§ Required work
In the listing below, find each line with the string "SortOrder" and return it.

§ Data
☆ ☆ ☆ ☆ ☆
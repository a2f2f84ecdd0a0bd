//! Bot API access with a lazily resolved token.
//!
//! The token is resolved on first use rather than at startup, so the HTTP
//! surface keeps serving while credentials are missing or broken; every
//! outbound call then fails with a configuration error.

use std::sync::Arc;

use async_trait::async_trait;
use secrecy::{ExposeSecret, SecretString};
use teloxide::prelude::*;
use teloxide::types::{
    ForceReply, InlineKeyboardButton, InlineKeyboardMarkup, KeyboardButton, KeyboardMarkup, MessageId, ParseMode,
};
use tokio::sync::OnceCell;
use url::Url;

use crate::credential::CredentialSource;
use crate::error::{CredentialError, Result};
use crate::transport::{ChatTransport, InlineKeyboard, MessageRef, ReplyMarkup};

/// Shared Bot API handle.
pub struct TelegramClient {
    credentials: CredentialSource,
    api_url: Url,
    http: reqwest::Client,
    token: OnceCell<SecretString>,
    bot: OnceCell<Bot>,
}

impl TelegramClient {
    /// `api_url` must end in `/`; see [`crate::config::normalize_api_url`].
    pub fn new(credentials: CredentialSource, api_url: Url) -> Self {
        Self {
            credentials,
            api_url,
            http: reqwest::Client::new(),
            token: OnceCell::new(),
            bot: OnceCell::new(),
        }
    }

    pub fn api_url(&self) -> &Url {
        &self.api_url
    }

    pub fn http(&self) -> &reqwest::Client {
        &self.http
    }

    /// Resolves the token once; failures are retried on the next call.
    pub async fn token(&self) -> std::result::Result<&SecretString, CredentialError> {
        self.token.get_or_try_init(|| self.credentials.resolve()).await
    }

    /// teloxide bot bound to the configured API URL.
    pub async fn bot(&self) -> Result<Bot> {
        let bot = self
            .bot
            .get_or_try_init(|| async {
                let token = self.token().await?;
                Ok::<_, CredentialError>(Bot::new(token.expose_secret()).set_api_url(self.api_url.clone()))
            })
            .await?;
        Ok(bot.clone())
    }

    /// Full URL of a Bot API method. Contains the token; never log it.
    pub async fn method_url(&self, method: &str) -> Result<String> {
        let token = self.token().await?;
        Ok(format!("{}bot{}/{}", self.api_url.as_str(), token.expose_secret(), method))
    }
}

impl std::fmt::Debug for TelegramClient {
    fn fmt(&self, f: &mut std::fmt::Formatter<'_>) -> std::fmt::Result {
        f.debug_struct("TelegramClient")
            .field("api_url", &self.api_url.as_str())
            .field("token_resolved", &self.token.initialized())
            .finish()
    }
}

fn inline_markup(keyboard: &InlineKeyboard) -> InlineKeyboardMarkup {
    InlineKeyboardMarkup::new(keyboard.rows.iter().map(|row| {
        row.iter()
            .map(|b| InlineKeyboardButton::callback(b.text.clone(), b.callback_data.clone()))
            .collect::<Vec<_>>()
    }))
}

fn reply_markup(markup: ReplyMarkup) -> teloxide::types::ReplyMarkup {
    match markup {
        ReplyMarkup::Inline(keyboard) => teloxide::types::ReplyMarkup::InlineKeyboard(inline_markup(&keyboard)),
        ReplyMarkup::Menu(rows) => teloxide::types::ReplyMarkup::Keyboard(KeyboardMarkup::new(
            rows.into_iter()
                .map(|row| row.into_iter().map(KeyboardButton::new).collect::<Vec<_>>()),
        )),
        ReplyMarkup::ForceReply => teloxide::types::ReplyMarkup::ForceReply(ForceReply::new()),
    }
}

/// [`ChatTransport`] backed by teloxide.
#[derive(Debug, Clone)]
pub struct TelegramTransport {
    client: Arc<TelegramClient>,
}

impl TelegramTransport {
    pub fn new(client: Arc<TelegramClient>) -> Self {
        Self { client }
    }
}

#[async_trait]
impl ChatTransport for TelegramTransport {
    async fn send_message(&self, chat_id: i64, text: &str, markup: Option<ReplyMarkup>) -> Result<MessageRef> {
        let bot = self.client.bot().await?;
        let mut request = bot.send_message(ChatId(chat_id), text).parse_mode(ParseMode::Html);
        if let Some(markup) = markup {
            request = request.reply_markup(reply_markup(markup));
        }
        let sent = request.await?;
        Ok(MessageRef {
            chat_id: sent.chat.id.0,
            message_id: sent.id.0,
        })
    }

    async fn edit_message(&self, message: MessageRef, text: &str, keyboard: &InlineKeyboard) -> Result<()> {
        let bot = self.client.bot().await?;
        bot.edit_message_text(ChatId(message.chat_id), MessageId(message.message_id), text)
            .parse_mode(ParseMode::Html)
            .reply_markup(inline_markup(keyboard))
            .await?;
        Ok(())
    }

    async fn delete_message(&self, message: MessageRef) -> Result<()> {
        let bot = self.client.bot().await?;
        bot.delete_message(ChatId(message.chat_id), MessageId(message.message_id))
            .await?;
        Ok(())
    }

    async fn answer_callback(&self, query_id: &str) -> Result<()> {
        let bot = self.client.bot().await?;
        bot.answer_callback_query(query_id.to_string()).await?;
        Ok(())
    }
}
☆ ☆ ☆ ☆ ☆
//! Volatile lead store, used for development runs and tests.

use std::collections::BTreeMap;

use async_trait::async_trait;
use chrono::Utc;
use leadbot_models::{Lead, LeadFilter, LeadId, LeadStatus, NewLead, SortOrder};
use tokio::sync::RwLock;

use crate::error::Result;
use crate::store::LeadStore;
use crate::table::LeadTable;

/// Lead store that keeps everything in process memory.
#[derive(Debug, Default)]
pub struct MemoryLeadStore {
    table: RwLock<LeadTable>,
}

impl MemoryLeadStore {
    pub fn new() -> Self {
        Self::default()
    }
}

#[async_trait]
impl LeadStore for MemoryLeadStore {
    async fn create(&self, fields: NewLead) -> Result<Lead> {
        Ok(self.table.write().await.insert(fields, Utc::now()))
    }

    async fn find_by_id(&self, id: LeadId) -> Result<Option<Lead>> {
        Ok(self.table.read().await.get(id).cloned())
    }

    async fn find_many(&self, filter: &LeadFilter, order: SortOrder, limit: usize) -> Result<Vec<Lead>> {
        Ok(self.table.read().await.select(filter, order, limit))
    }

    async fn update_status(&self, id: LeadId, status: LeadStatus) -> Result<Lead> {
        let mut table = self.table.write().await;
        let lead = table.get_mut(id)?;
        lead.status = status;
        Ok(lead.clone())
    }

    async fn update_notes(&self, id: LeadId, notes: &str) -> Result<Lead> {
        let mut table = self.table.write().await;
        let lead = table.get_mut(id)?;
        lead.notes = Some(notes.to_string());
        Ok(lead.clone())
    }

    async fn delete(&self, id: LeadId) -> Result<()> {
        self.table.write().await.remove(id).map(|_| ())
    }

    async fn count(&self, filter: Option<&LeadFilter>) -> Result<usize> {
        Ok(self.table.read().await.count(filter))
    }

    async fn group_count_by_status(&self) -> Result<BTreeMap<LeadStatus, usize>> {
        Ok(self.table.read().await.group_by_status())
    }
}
☆ ☆ ☆ ☆ ☆
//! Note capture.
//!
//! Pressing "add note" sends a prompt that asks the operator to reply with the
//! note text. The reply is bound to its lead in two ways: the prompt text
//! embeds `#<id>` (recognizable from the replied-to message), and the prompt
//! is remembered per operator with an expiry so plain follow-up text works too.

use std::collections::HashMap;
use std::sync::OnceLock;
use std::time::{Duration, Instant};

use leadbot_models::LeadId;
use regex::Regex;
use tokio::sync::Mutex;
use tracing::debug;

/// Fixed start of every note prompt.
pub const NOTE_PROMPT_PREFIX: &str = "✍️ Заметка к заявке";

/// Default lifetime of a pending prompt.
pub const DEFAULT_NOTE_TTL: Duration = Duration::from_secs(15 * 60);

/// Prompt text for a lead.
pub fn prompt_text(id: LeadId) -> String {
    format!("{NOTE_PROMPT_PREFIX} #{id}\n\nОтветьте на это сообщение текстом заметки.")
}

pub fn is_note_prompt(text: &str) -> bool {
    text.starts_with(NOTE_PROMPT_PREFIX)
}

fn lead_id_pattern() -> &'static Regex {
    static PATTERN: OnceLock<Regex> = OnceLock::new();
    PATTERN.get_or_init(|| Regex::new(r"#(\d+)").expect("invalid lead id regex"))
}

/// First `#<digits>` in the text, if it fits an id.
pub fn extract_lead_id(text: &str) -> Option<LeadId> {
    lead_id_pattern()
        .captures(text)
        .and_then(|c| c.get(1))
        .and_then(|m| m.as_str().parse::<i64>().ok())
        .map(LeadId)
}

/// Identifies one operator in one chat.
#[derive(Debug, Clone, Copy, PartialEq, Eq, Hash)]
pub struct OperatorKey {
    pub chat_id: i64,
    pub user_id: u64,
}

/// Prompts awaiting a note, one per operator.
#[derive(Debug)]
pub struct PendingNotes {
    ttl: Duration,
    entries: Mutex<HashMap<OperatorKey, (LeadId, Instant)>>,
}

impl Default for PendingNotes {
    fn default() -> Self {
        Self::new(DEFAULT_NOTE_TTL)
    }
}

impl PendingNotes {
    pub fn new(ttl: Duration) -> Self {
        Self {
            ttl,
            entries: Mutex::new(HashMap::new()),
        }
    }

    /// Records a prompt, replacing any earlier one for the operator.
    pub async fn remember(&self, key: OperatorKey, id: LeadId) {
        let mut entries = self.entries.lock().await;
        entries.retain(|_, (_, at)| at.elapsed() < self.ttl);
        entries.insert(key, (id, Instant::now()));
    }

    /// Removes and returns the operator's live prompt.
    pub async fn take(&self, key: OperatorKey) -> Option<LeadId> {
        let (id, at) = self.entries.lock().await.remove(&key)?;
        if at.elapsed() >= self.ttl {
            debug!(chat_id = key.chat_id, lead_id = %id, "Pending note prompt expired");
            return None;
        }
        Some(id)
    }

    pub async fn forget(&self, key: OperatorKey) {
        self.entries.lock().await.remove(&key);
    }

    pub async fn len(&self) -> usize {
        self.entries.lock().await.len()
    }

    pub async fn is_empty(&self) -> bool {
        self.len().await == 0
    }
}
☆ ☆ ☆ ☆ ☆
§ Response area
use leadbot_models::{Lead, LeadFilter, LeadId, LeadStatus, NewLead, SortOrder};
    async fn find_many(&self, filter: &LeadFilter, order: SortOrder, limit: usize) -> Result<Vec<Lead>> {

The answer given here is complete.